Notes on the Pythone 3 Language

This is mostly really basic stuff I noted while reviewing references and an online Python tutorial. I’ve done a little Python 2 programming, and a bit of Python 3 with Pandas and PyArrow. However I never systematically reviewed Python 3. Now that I’m involved in development on a Python 3 application it was time to learn it properly. The plan is to keep updating these notes as I go.

For the most part, though I don’t love the significant whitespace, I feel like most of the choices the designers made were good and what I’d have chosen for an interpreted language (or would have wanted to choose, I’m sure I’d have made some bad calls if I designed a language from scratch.)

We’re using MiniConda to manage our Python libraries and Python versions. Setting up development environments and installing Python 3 applications with MiniConda for users is an entirely other set of notes which I may end up posting.

Simple Data Types

Use “type()” on any variable to get its type.

There is only one integer type “long” which can be more than a 4 or 8 byte int, switching to a “BigInteger” sort of type when large.

Use standard operators on numbers with the exception of // for “floor division”. With two integers // will return an integer, with one or two floats it will return the floor of the division as a float. Integer division with // is significantly faster than /.

Operators

Standard for the most part. Logical operators are “or”, “and”, “not”. True and false literals are “True” and “False.”

Byt shifting « and » are supported on integers. Use “ ” and “&” for bitwise “or” and “and”, “^” for xor.

Use “**” for exponentiation.

Sequences

Lists, strings, byte sequences, tuples are all “sequences”, operated on with the same operators and notation. Lists are mutable, the rest aren’t.

List: lst = [1,2,3] tuple: tpl = (1,2,3) string: “12345”

Strings require UTF-8. Strings index by character, not byte offsets. A character is a string of length 1. Use “str(value)” to make a string out of another type.

You index sequences with [] notation, make copies of slices with [start:end]. [:] makes a complete shallow copy. Indexing with -1, -2 etc index from the end of the sequence.

strings are character sequences

Check for membership with the “in” operator, use methods “append()”, “extend(sequence)”, “pop(index)”, “remove(index)”, “index(value)”.. The “len(sequence)” returns the length.

You can use “+=” operator to append to a list, but using “lst = lst + value” is bad: It creates a new list on the right, assigns that new list to “lst” and disposes of the memory previously used for “lst”.

Use the “deepcopy(sequence)” function from the “copy” module to make a complete copy of all values including nested lists.

Dictionaries (map / associative arrays)

A dictionary literal:

d = {“I”:1, “II”:2, “III”:3}

Keys must be immutable types: No lists or dictionaries allowed. Interestingly a tuple could be a key. Keys can be of different types in the same dictionary.
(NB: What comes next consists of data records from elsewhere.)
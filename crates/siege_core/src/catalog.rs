//! Static asset definitions: buildings and units.
//!
//! The catalog is read-only game data. The core only ever asks it for an
//! [`AssetSpec`] by id through the [`AssetCatalog`] trait, so a host may back
//! it with anything; [`AssetRegistry`] is the in-memory implementation.

use std::collections::HashMap;
use std::fmt;

use serde::{Deserialize, Serialize};

use crate::resources::{ResourceKind, ResourcePair};

/// Unique identifier for asset types. Id 0 is the null sentinel.
#[derive(Debug, Clone, Copy, PartialEq, Eq, Hash, PartialOrd, Ord, Serialize, Deserialize)]
pub struct AssetId(pub u32);

impl AssetId {
    /// Create a new asset ID.
    #[must_use]
    pub const fn new(id: u32) -> Self {
        Self(id)
    }

    /// Whether this is the reserved null id.
    #[must_use]
    pub const fn is_null(self) -> bool {
        self.0 == 0
    }
}

impl fmt::Display for AssetId {
    fn fmt(&self, f: &mut fmt::Formatter<'_>) -> fmt::Result {
        write!(f, "#{}", self.0)
    }
}

/// Uniqueness class: at most one member of a class may be owned or queued.
#[derive(Debug, Clone, Copy, PartialEq, Eq, Hash, PartialOrd, Ord, Serialize, Deserialize)]
pub struct TypeClass(pub u32);

impl fmt::Display for TypeClass {
    fn fmt(&self, f: &mut fmt::Formatter<'_>) -> fmt::Result {
        write!(f, "class {}", self.0)
    }
}

/// Which production queue an asset goes through.
#[derive(Debug, Clone, Copy, PartialEq, Eq, Hash, PartialOrd, Ord, Serialize, Deserialize)]
pub enum AssetCategory {
    /// Constructed in the construction queue.
    Building,
    /// Trained in the training queue; can fight.
    Unit,
}

/// Combat stats of one unit.
#[derive(Debug, Clone, Copy, PartialEq, Eq, Hash, Default, Serialize, Deserialize)]
pub struct CombatStats {
    /// Damage absorbed before one unit dies.
    pub health: u32,
    /// Damage the unit's side soaks up, and its priority as a damage target.
    pub defense: u32,
    /// Damage contributed to its side.
    pub attack: u32,
}

impl CombatStats {
    /// Create combat stats.
    #[must_use]
    pub const fn new(health: u32, defense: u32, attack: u32) -> Self {
        Self {
            health,
            defense,
            attack,
        }
    }
}

/// Static definition of a building or unit type.
#[derive(Debug, Clone, PartialEq, Eq, Serialize, Deserialize)]
pub struct AssetSpec {
    /// Unique identifier for this asset type.
    pub id: AssetId,
    /// Display name.
    pub name: String,
    /// Which queue produces it.
    pub category: AssetCategory,
    /// Ticks to produce one unit.
    pub production_time: u64,
    /// Price of one unit.
    pub price: u64,
    /// Resource the price is paid in.
    pub resource_kind: ResourceKind,
    /// Combat stats (all zero for buildings).
    pub combat: CombatStats,
    /// Storage added per owned unit.
    pub capacity_contribution: ResourcePair,
    /// Production rate (per tick) added per owned unit.
    pub rate_contribution: ResourcePair,
    /// Asset this one replaces when promoted.
    pub upgrade_of: Option<AssetId>,
    /// Uniqueness class, if single-instance.
    pub type_class: Option<TypeClass>,
}

impl AssetSpec {
    /// Create a building spec.
    #[must_use]
    pub fn building(
        id: AssetId,
        name: impl Into<String>,
        price: u64,
        resource_kind: ResourceKind,
        production_time: u64,
    ) -> Self {
        Self {
            id,
            name: name.into(),
            category: AssetCategory::Building,
            production_time,
            price,
            resource_kind,
            combat: CombatStats::default(),
            capacity_contribution: ResourcePair::ZERO,
            rate_contribution: ResourcePair::ZERO,
            upgrade_of: None,
            type_class: None,
        }
    }

    /// Create a unit spec with combat stats.
    #[must_use]
    pub fn unit(
        id: AssetId,
        name: impl Into<String>,
        price: u64,
        resource_kind: ResourceKind,
        production_time: u64,
        combat: CombatStats,
    ) -> Self {
        Self {
            category: AssetCategory::Unit,
            combat,
            ..Self::building(id, name, price, resource_kind, production_time)
        }
    }

    /// Set storage contribution.
    #[must_use]
    pub fn with_capacity(mut self, capacity: ResourcePair) -> Self {
        self.capacity_contribution = capacity;
        self
    }

    /// Set production rate contribution.
    #[must_use]
    pub fn with_rate(mut self, rate: ResourcePair) -> Self {
        self.rate_contribution = rate;
        self
    }

    /// Mark this asset as an upgrade of another.
    #[must_use]
    pub fn with_upgrade_of(mut self, previous: AssetId) -> Self {
        self.upgrade_of = Some(previous);
        self
    }

    /// Make this asset single-instance within a class.
    #[must_use]
    pub fn with_type_class(mut self, class: TypeClass) -> Self {
        self.type_class = Some(class);
        self
    }

    /// Whether this asset can take part in combat.
    #[must_use]
    pub fn is_unit(&self) -> bool {
        self.category == AssetCategory::Unit
    }

    /// Whether owning or producing this asset changes an owner's income.
    #[must_use]
    pub fn affects_rate(&self) -> bool {
        !self.rate_contribution.is_zero()
    }
}

/// Read-only lookup of asset specs.
pub trait AssetCatalog {
    /// Get the spec for an asset, or `None` if it does not exist.
    fn get_spec(&self, id: AssetId) -> Option<&AssetSpec>;
}

/// In-memory catalog keyed by asset id.
#[derive(Debug, Clone, Default, Serialize, Deserialize)]
pub struct AssetRegistry {
    assets: HashMap<AssetId, AssetSpec>,
}

impl AssetRegistry {
    /// Create an empty registry.
    #[must_use]
    pub fn new() -> Self {
        Self {
            assets: HashMap::new(),
        }
    }

    /// Register an asset spec, replacing any previous spec with the same id.
    pub fn register(&mut self, spec: AssetSpec) {
        self.assets.insert(spec.id, spec);
    }

    /// Number of registered assets.
    #[must_use]
    pub fn len(&self) -> usize {
        self.assets.len()
    }

    /// Whether no assets are registered.
    #[must_use]
    pub fn is_empty(&self) -> bool {
        self.assets.is_empty()
    }

    /// All registered specs, in id order.
    pub fn all(&self) -> impl Iterator<Item = &AssetSpec> {
        let mut specs: Vec<&AssetSpec> = self.assets.values().collect();
        specs.sort_by_key(|spec| spec.id);
        specs.into_iter()
    }
}

impl AssetCatalog for AssetRegistry {
    fn get_spec(&self, id: AssetId) -> Option<&AssetSpec> {
        self.assets.get(&id)
    }
}

#[cfg(test)]
mod tests {
    use super::*;

    #[test]
    fn test_asset_id() {
        assert!(AssetId::new(0).is_null());
        assert!(!AssetId::new(4).is_null());
        assert_eq!(AssetId(4).to_string(), "#4");
    }

    #[test]
    fn test_unit_spec_builder() {
        let spec = AssetSpec::unit(
            AssetId(10),
            "Pikeman",
            40,
            ResourceKind::Gold,
            15,
            CombatStats::new(8, 3, 4),
        )
        .with_type_class(TypeClass(2));

        assert!(spec.is_unit());
        assert_eq!(spec.combat.defense, 3);
        assert_eq!(spec.type_class, Some(TypeClass(2)));
        assert!(!spec.affects_rate());
    }

    #[test]
    fn test_registry_lookup() {
        let mut registry = AssetRegistry::new();
        registry.register(
            AssetSpec::building(AssetId(2), "Mine", 100, ResourceKind::Gold, 30)
                .with_rate(ResourcePair::new(2, 0)),
        );
        registry.register(AssetSpec::building(
            AssetId(1),
            "Hall",
            0,
            ResourceKind::Gold,
            1,
        ));

        assert_eq!(registry.len(), 2);
        assert!(registry.get_spec(AssetId(2)).is_some_and(AssetSpec::affects_rate));
        assert!(registry.get_spec(AssetId(99)).is_none());
        let ids: Vec<AssetId> = registry.all().map(|spec| spec.id).collect();
        assert_eq!(ids, vec![AssetId(1), AssetId(2)]);
    }
}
The “in” operator checks for the existence of a key. The “len()” function gives the number of key-value pairs.

The “pop(key)” method returns the value for “key” and deletes the key-value pair. “popitem()” pops some pair and returns the value: You could use ina “while len(d)>0” type of loop.

Indexing into a dictionary with [key] fails if “key” doesn’t exist. The “get(key)” method returns special value None or a default value if the key is missing.

The “copy()” method will make a new shallow copy dictionary, or use “deepcopy()” to make new values.

Use “update()” to combine two dictionaries into one.

Iterating on dictionaries:

Iterate over all keys:

for k in d:

Iterate over all values:

for v in d.values():

Both key and value:

for k in d:
	value = d[k]

This is slower than iterating on only keys or values.

Convert to a list of key-values:

kv = list(d.items())

List of keys or list of values:

ks = list(d.keys())
vs = list(d.values())

The “dict()” function returns a dictionary from a list of “key,value, key,value …” items. . Or you pass in an iterator – the result of zip(), or items() on a dictionary. So

roman = ["I","II","III"]
arabic = [1,2,3]

r_to_a = dict( zip(roman, arabic))

Sets

Sets are collections of immutable data types where every member appears only once. Most standard set operators are supported, some only through methods on set objects.

A set literal:

s = {'a','b','c','d'}

Use “set()” to make a set from a sequence. This will make a set of ten members, one for each digit character.

digits = set("0123456789")

Sets themselves are mutable. Use the “add(value)” method on a set object to add a member. To make an immutable set use “frozenset()”:

digits = frozenset("1234567890")

Get the difference between members with “difference(set)”, or use the “-“ operator. Use “difference_update(set)” to remove members in ‘set’ from the set, equal to “set2 = set2 - set1”.

Removing set members: “remove(value)” errors if value isn’t in the set, “discard(value)” does not error.

Union supported with “union(set)” method or the “ ” operator, intersection with “intersection(set)” or “&” operator. Use “isdisjoint(set)” to ffind if no members are in common.

The “<” and “>” operators are for determining proper subsets, or use “issuperset(set)”. The “issubset(set)” can be used for determining subsets and or “>=”, “<=” are interchangeable with “issubset(set)”.

Conditionals

An if-statement can use “elif” or “else” as the last condition; ternary expresions look like:

value if EXP else value2

A while loop or for loop may have an “else” clause, executed as soon as the condition for “while” is false. A “break” statement will exit the loop and skip the “else” part.

The “for” loop in Python iterates over sequences or collections:

for x in numbers:
	do_stuff(x)		
	if bad_thing_happens
		break
else
	finished

Or use range(begin, end, step) to produce a sequence of numbers:

for a in range(2,2000):

To get an index as well as a value in a sequence inside a for-loop:

elevens = range(11,2500,11)
for n in range(len(elevens)):
	print(n, elevens[n])

Make a copy to avoid changing a list during a for-loop:

for n in  data[:]:

Iterators

Get an iterator variable with “iter()”. The “next()” function gets the next value in the collection from the iterator.

d = [1,2,3,4,5]
itr = iter(d)
one = next(itr)

The for-loop iterates on an iterable container by calling “iter()” on the object to the right of “in” in the for statement.

Functions

Functions can have named parameters following positional parameters:

def f(a,b,c=1,d=2,e=3):
	return a+b+c+d+e
	
f(1,2)
f(1,2,c=8,d=9,e=10)
f(1,2,e=100)

Without a return a function returns the special None value.

Use the “*” in the parameter list to denote an arbitrary sized list of params:

def rating(rating, *movies):
	for movie in movies:
		print(rating,movie)

Use the splat (“*”) operator) to convert a list into an argument list:

	movie_names = ["Three Kings", "Big", "Back to the Future"]
	rating("Four Star", *movie_names)

Arbitrary number of named parameters require “**”:

def f(**named_list)
	print named_list
	
f(x=1,y=2,z=3)

arg_values = { "x":1, "y":99}

f(**arg_values)